Go to the line below containing "pub fn join_team(&self, team: Team, conn: ConnectionId)" and print exactly from there through the line containing "if let Some(sender)", both included. Print nothing else.

Stored items:
____
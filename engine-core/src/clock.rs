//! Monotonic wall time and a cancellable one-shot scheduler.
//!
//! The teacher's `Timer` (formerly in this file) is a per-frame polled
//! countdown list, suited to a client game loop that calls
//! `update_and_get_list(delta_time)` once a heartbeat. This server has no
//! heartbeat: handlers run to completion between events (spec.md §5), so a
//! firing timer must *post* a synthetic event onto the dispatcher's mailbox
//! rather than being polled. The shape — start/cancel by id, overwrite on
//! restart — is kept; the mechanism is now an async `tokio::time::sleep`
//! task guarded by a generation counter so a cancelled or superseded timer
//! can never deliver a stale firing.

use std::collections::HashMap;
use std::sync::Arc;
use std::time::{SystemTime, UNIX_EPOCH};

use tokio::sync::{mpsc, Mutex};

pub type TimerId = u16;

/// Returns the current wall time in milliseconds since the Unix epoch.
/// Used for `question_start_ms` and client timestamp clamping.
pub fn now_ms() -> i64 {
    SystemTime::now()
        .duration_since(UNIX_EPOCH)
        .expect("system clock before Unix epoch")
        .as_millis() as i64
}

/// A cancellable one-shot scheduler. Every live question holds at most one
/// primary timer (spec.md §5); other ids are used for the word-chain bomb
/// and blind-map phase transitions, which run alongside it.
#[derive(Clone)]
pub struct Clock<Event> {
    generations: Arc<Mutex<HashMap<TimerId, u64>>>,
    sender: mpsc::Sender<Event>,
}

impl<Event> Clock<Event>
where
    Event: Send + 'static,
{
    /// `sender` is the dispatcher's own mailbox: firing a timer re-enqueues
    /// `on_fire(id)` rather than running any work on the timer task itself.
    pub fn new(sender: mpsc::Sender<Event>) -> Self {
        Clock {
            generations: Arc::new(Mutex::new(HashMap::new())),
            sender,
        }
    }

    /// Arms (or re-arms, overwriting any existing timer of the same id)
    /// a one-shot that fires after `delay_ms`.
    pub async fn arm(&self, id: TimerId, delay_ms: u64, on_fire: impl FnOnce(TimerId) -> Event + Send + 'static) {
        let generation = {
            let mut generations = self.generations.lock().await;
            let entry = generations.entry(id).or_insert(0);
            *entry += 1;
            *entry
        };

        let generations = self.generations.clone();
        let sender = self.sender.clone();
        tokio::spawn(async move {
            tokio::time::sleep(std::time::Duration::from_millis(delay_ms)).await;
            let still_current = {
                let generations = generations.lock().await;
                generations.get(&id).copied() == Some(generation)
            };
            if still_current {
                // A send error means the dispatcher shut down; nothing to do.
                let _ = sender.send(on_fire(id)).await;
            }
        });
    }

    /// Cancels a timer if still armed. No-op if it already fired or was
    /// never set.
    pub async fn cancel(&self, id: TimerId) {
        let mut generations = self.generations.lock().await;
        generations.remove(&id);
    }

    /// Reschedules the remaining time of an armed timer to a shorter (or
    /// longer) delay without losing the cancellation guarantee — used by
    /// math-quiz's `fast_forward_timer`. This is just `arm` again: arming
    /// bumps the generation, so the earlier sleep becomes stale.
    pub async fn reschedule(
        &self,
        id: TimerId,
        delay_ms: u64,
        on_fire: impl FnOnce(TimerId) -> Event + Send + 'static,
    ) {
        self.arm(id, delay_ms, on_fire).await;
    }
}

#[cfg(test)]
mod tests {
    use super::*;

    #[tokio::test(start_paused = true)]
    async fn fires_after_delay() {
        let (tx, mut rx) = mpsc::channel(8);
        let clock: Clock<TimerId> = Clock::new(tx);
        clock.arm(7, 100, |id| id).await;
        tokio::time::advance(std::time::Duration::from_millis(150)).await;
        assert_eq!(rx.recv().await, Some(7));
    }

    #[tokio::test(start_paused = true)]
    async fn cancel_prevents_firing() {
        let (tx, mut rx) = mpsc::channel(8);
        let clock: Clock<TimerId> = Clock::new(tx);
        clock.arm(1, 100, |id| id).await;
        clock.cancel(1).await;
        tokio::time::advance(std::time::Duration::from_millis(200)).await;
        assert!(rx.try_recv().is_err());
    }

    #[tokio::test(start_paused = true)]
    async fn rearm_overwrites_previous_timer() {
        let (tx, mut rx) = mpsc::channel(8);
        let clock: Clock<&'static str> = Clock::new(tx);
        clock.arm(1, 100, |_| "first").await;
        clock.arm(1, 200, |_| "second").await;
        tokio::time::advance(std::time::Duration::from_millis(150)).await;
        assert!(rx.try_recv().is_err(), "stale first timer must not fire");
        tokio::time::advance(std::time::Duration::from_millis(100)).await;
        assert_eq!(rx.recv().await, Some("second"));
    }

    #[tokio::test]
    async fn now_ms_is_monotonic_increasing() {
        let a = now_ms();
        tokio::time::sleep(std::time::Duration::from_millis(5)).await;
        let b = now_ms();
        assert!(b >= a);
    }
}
____
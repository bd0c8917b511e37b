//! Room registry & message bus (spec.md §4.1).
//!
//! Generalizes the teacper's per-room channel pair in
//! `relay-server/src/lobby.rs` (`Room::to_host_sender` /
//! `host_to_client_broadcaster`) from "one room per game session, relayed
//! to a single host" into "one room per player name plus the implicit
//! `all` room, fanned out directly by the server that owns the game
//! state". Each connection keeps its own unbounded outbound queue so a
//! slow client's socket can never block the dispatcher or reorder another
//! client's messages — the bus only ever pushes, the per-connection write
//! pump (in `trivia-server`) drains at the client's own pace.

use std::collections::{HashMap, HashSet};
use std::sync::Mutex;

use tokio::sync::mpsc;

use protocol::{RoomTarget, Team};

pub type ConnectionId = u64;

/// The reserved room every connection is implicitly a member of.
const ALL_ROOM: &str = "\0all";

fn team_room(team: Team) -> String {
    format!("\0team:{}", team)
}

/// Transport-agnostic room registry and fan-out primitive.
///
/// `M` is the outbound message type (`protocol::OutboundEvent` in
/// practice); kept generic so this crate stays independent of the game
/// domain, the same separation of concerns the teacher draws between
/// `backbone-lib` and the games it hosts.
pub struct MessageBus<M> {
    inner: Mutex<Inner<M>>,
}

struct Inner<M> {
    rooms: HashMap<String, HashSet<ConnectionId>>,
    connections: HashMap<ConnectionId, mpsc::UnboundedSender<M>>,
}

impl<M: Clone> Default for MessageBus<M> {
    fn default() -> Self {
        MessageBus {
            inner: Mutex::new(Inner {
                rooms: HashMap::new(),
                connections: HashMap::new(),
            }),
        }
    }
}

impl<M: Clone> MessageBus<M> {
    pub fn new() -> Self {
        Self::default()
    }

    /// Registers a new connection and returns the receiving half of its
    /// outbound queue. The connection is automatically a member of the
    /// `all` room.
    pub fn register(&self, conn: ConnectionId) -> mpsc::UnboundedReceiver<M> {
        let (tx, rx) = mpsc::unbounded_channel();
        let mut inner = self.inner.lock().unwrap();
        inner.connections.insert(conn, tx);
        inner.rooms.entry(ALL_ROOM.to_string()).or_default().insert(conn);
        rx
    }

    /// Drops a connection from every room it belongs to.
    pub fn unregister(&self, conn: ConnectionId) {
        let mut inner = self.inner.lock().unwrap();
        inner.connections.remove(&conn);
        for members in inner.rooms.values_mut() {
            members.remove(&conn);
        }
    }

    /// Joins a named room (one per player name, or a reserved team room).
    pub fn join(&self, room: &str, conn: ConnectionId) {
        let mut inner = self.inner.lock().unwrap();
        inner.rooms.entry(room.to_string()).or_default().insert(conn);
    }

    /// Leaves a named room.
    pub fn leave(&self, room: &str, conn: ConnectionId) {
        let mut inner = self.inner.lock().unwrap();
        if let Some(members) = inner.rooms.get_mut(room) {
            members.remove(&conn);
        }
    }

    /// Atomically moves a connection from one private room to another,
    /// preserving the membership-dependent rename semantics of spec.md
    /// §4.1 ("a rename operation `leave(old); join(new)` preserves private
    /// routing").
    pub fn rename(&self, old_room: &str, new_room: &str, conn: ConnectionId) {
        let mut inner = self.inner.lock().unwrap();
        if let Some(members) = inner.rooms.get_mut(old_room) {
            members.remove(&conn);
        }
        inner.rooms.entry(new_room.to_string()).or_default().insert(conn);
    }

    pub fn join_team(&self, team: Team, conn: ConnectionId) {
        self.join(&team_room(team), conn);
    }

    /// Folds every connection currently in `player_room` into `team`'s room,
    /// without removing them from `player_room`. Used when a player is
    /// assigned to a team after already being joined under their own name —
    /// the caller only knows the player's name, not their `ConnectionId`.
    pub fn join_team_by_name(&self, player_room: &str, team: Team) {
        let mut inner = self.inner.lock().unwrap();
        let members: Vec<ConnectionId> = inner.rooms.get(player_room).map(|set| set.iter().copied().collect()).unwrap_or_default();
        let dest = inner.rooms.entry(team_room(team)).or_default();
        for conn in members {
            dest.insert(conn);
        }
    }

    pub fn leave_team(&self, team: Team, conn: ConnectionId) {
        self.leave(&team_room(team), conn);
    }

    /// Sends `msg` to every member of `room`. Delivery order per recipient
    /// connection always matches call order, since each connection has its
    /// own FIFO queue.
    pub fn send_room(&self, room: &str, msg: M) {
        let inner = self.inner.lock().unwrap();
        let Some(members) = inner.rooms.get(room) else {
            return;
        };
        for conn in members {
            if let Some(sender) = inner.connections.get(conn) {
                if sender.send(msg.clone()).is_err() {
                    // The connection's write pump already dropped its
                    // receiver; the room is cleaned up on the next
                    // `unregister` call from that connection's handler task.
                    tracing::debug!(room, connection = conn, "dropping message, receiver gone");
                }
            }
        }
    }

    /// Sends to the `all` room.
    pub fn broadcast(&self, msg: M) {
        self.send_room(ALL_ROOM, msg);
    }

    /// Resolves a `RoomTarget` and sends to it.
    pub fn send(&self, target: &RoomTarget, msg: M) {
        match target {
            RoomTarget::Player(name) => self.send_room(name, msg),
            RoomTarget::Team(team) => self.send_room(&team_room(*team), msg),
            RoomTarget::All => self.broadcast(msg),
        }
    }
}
____
■ Answer to the exercise:
    pub fn join_team(&self, team: Team, conn: ConnectionId) {
        self.join(&team_room(team), conn);
    }

    /// Folds every connection currently in `player_room` into `team`'s room,
    /// without removing them from `player_room`. Used when a player is
    /// assigned to a team after already being joined under their own name —
    /// the caller only knows the player's name, not their `ConnectionId`.
    pub fn join_team_by_name(&self, player_room: &str, team: Team) {
        let mut inner = self.inner.lock().unwrap();
        let members: Vec<ConnectionId> = inner.rooms.get(player_room).map(|set| set.iter().copied().collect()).unwrap_or_default();
        let dest = inner.rooms.entry(team_room(team)).or_default();
        for conn in members {
            dest.insert(conn);
        }
    }

    pub fn leave_team(&self, team: Team, conn: ConnectionId) {
        self.leave(&team_room(team), conn);
    }

    /// Sends `msg` to every member of `room`. Delivery order per recipient
    /// connection always matches call order, since each connection has its
    /// own FIFO queue.
    pub fn send_room(&self, room: &str, msg: M) {
        let inner = self.inner.lock().unwrap();
        let Some(members) = inner.rooms.get(room) else {
            return;
        };
        for conn in members {
            if let Some(sender) = inner.connections.get(conn) {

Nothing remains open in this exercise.